Occasional car bombings linked to Syria remind residents of the bloody war raging across the border. But over the years, Beiruties have become inured to violence and instability, and are seemingly unfazed by the huge security presence in the city centre. Heavily-armed men stand guard outside all the major buildings. They have a bewildering range of uniforms and insignia. You’re never quite sure who they work for – militia, private security firms or the state. It’s probably best not to ask.
Despite the large contingent of refugees, people in Beirut seem more preoccupied with the lack of effective government at home than the effects of the war next door. The current administration struggles to make decisions. Last year, it took weeks’ of protests over piles of rubbish collecting on the streets to force officials to resume waste disposal services. Electricity is a perennial problem, with daily outages lasting up to three hours. Private generators are at the ready, but it can be exasperating.
Although the economic outlook is gloomy, there seems to be a lot of money sloshing around. Property prices are high and top-of-the-range cars are everywhere. If you visited any other developing country and spotted a Mercedes you’d assume that it belonged to a member of the elite. Not so in Lebanon. It is hard to fathom how the local economy sustains such wealth, as you don’t see much sign of commercial activity.

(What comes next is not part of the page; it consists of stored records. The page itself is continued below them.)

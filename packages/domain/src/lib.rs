//! # PG Manager ドメイン層
//!
//! 家賃リマインダーの判定ロジックと、その入出力となるドメインモデルを定義する。
//!
//! ## 設計方針
//!
//! - **純粋なロジック**: I/O を一切持たない。現在時刻も [`clock::Clock`] で注入する
//! - **値オブジェクト**: 金額・期日・識別子は Newtype で表現し、取り違えを防ぐ
//! - **呼び出し元が正**: 支払いのステータスは呼び出し元から渡された値をそのまま信頼する
//!
//! ## 依存関係の方向
//!
//! ```text
//! reminder-service → infra → domain
//! ```
//!
//! ## モジュール構成
//!
//! - [`payment`] - 支払い（金額、期日、ステータス）
//! - [`tenant`] - 入居者と連絡先
//! - [`reminder`] - リマインダー判定エンジン
//! - [`notification`] - 通知ペイロードとチャネルごとの送信結果
//! - [`clock`] - 時刻プロバイダ
//! - [`error`] - ドメインエラー

#[macro_use]
mod macros;

pub mod clock;
pub mod error;
pub mod notification;
pub mod payment;
pub mod reminder;
pub mod tenant;

pub use error::DomainError;
//! # SMS 送信
//!
//! リマインダー SMS の送信を担当するインフラストラクチャモジュール。
//!
//! - **Twilio**: REST API（`Messages.json`）へフォーム POST する
//! - **Noop**: ログ出力のみ
//!
//! `SMS_BACKEND` でランタイム選択する。

mod noop;
mod twilio;

use async_trait::async_trait;
pub use noop::NoopSmsSender;
use pgmanager_domain::notification::{NotificationError, SmsMessage};
pub use twilio::{TwilioCredentials, TwilioSmsSender};

/// SMS 送信トレイト
///
/// 送信に成功したらプロバイダのメッセージ ID（Twilio の SID）を返す。
#[async_trait]
pub trait SmsSender: Send + Sync {
    async fn send_sms(&self, sms: &SmsMessage) -> Result<String, NotificationError>;
}
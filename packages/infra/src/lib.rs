//! # PG Manager インフラ層
//!
//! 外部プロバイダとの通信とデータソースを担当するインフラストラクチャ層。
//!
//! ## 設計方針
//!
//! このクレートはリマインダー送信に必要な外部依存（メール・SMS プロバイダ、支払いデータ）を
//! トレイトの背後に隠す。サービス層はトレイトだけに依存し、実装は起動時に環境変数で選ぶ。
//!
//! ## 責務
//!
//! - **メール送信**: SMTP（lettre）、SES（aws-sdk-sesv2）、Noop
//! - **SMS 送信**: Twilio REST API（reqwest）、Noop
//! - **データソース**: 支払い・入居者リポジトリ（インメモリ実装と開発用フィクスチャ）
//!
//! ## 依存関係
//!
//! ```text
//! reminder-service → infra → domain
//! ```
//!
//! ## モジュール構成
//!
//! - [`notification`] - メール送信
//! - [`sms`] - SMS 送信
//! - [`repository`] - 支払い・入居者リポジトリ
//! - [`fixture`] - 開発用サンプルデータ
//! - [`error`] - インフラ層エラー定義

pub mod error;
pub mod fixture;
pub mod notification;
pub mod repository;
pub mod sms;

#[cfg(any(test, feature = "test-utils"))]
pub mod mock;

pub use error::InfraError;
pub use notification::EmailSender;
pub use sms::SmsSender;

The anomaly can be explained, it seems, by two factors: many of the city’s communities are supported by foreign connections and there is a huge shadow economy. For example, the private generators that most homes are hooked up to are run by politically-connected businessmen. The electricity crisis remains unresolved because of infrastructure problems, but also because the government has shown reluctance to confront the local power operators. It’s the same regardless of whether you’re in a Shia, Sunni or Christian area of the city.
Aside from private business interests stepping in to fill the vacuum left by the dysfunctional authorities, communities are also hard at work organising social services. The best at this are the Shia, with Hezbollah running the most effective local administration. The group-run hospitals, in particular, are highly regarded.

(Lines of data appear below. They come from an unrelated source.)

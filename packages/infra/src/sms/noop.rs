//! Noop SMS 送信実装

use async_trait::async_trait;
use pgmanager_domain::notification::{NotificationError, SmsMessage};

use super::SmsSender;

/// Noop SMS 送信（ログ出力のみ）
#[derive(Debug, Clone)]
pub struct NoopSmsSender;

#[async_trait]
impl SmsSender for NoopSmsSender {
    async fn send_sms(&self, sms: &SmsMessage) -> Result<String, NotificationError> {
        tracing::info!(
            to = %sms.to,
            length = sms.body.chars().count(),
            "Noop: SMS 送信をスキップ"
        );
        Ok("noop".to_string())
    }
}
//! # リマインダー判定
//!
//! 支払い 1 件について、今日リマインダーを送るべきかを判定する純粋関数。
//! I/O を持たず、「今日」は呼び出し元が [`Clock`](crate::clock::Clock) から求めて渡す。
//!
//! ## 判定ルール
//!
//! - 期日が今日より前なら延滞。延滞は何日過ぎていても送信対象
//! - 期日当日は延滞ではなく「期日間近」として送信対象
//! - 期日まで `days_before_due` 日以内なら送信対象
//!
//! 送信履歴は持たないため、同じ日に複数回実行すれば同じ支払いに複数回送信する。

use chrono::NaiveDate;
use serde::Serialize;

use crate::payment::{DueDate, PaymentStatus};

/// 期日の何日前から送信するかの既定値
pub const DEFAULT_DAYS_BEFORE_DUE: u32 = 3;

/// リマインダー送信ポリシー
#[derive(Debug, Clone, Copy, PartialEq, Eq)]
pub struct ReminderPolicy {
    pub days_before_due: u32,
}

impl Default for ReminderPolicy {
    fn default() -> Self {
        Self {
            days_before_due: DEFAULT_DAYS_BEFORE_DUE,
        }
    }
}

/// 判定結果（永続化しない）
#[derive(Debug, Clone, Copy, PartialEq, Eq, Serialize)]
#[serde(rename_all = "camelCase")]
pub struct ReminderDecision {
    pub is_overdue:     bool,
    pub days_until_due: i64,
    pub should_send:    bool,
}

impl ReminderPolicy {
    pub fn new(days_before_due: u32) -> Self {
        Self { days_before_due }
    }

    /// 支払い 1 件の送信可否を判定する
    ///
    /// `Paid` の支払いは期日に関係なく送信しない（延滞扱いもしない）。
    pub fn decide(&self, status: PaymentStatus, due_date: DueDate, today: NaiveDate) -> ReminderDecision {
        let days_until_due = due_date.days_from(today);

        if status.is_paid() {
            return ReminderDecision {
                is_overdue: false,
                days_until_due,
                should_send: false,
            };
        }

        let is_overdue = due_date.is_overdue(today);
        let due_soon = (0..=i64::from(self.days_before_due)).contains(&days_until_due);

        ReminderDecision {
            is_overdue,
            days_until_due,
            should_send: is_overdue || due_soon,
        }
    }
}

#[cfg(test)]
mod tests {
    use chrono::Days;
    use pretty_assertions::assert_eq;
    use rstest::rstest;

    use super::*;

    fn today() -> NaiveDate {
        NaiveDate::from_ymd_opt(2025, 3, 10).unwrap()
    }

    fn due_in(days: i64) -> DueDate {
        let date = if days >= 0 {
            today().checked_add_days(Days::new(days as u64))
        } else {
            today().checked_sub_days(Days::new(days.unsigned_abs()))
        };
        DueDate::new(date.unwrap())
    }

    #[rstest]
    #[case::期日2日前(PaymentStatus::Pending, 2, false, true)]
    #[case::期日5日超過(PaymentStatus::Overdue, -5, true, true)]
    #[case::期日10日前(PaymentStatus::Pending, 10, false, false)]
    #[case::期日当日(PaymentStatus::Pending, 0, false, true)]
    #[case::閾値ちょうど(PaymentStatus::Partial, 3, false, true)]
    #[case::閾値の翌日(PaymentStatus::Partial, 4, false, false)]
    #[case::ステータスがpendingでも期日超過なら延滞(PaymentStatus::Pending, -1, true, true)]
    #[case::一年前の延滞も送信する(PaymentStatus::Overdue, -365, true, true)]
    #[case::期日前ならoverdueステータスでも延滞扱いしない(PaymentStatus::Overdue, 1, false, true)]
    fn 期日と閾値から送信可否を判定する(
        #[case] status: PaymentStatus,
        #[case] days: i64,
        #[case] expected_overdue: bool,
        #[case] expected_send: bool,
    ) {
        let decision = ReminderPolicy::new(3).decide(status, due_in(days), today());

        assert_eq!(
            decision,
            ReminderDecision {
                is_overdue:     expected_overdue,
                days_until_due: days,
                should_send:    expected_send,
            }
        );
    }

    #[rstest]
    #[case(-1)]
    #[case(0)]
    #[case(2)]
    fn paidは期日に関係なく送信しない(#[case] days: i64) {
        let decision = ReminderPolicy::default().decide(PaymentStatus::Paid, due_in(days), today());

        assert!(!decision.should_send);
        assert!(!decision.is_overdue);
    }

    #[test]
    fn 閾値0では期日当日と延滞のみ送信する() {
        let policy = ReminderPolicy::new(0);

        assert!(policy.decide(PaymentStatus::Pending, due_in(0), today()).should_send);
        assert!(policy.decide(PaymentStatus::Pending, due_in(-2), today()).should_send);
        assert!(!policy.decide(PaymentStatus::Pending, due_in(1), today()).should_send);
    }

    #[test]
    fn 既定の閾値は3日() {
        assert_eq!(ReminderPolicy::default().days_before_due, 3);
    }

    #[test]
    fn 判定結果はcamel_caseでシリアライズする() {
        let decision = ReminderPolicy::default().decide(PaymentStatus::Pending, due_in(2), today());

        assert_eq!(
            serde_json::to_value(decision).unwrap(),
            serde_json::json!({ "isOverdue": false, "daysUntilDue": 2, "shouldSend": true })
        );
    }
}
//! # PG Manager 共有ユーティリティ
//!
//! リマインダーサービスと各クレートで共通に使うユーティリティを提供する。
//!
//! ## 設計方針
//!
//! - 他のすべてのクレート（domain, infra, reminder-service）から依存される
//! - ビジネスロジックを含まない純粋なユーティリティのみを配置
//! - axum などの Web フレームワークには依存しない（レスポンス変換は各サービスの責務）

pub mod error_response;
pub mod event_log;
pub mod health;
pub mod observability;

pub use error_response::ErrorResponse;
pub use health::HealthResponse;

With their energies focused on just getting by, you might excuse Beruities for neglecting relics of the city’s past. Wandering around the centre of town, you can’t help but notice the numerous 19th century villas falling into disrepair. Many of them are hollowed-out shells with just the remnants of their once elegant facades.
Unfortunately, there is little incentive for developers to renovate them. With rents fixed at well below market rates, they’d struggle to make a profit from renting out apartments. But I wouldn’t be surprised if the ever-resourceful Beiruties find a way of getting around that obstacle as well.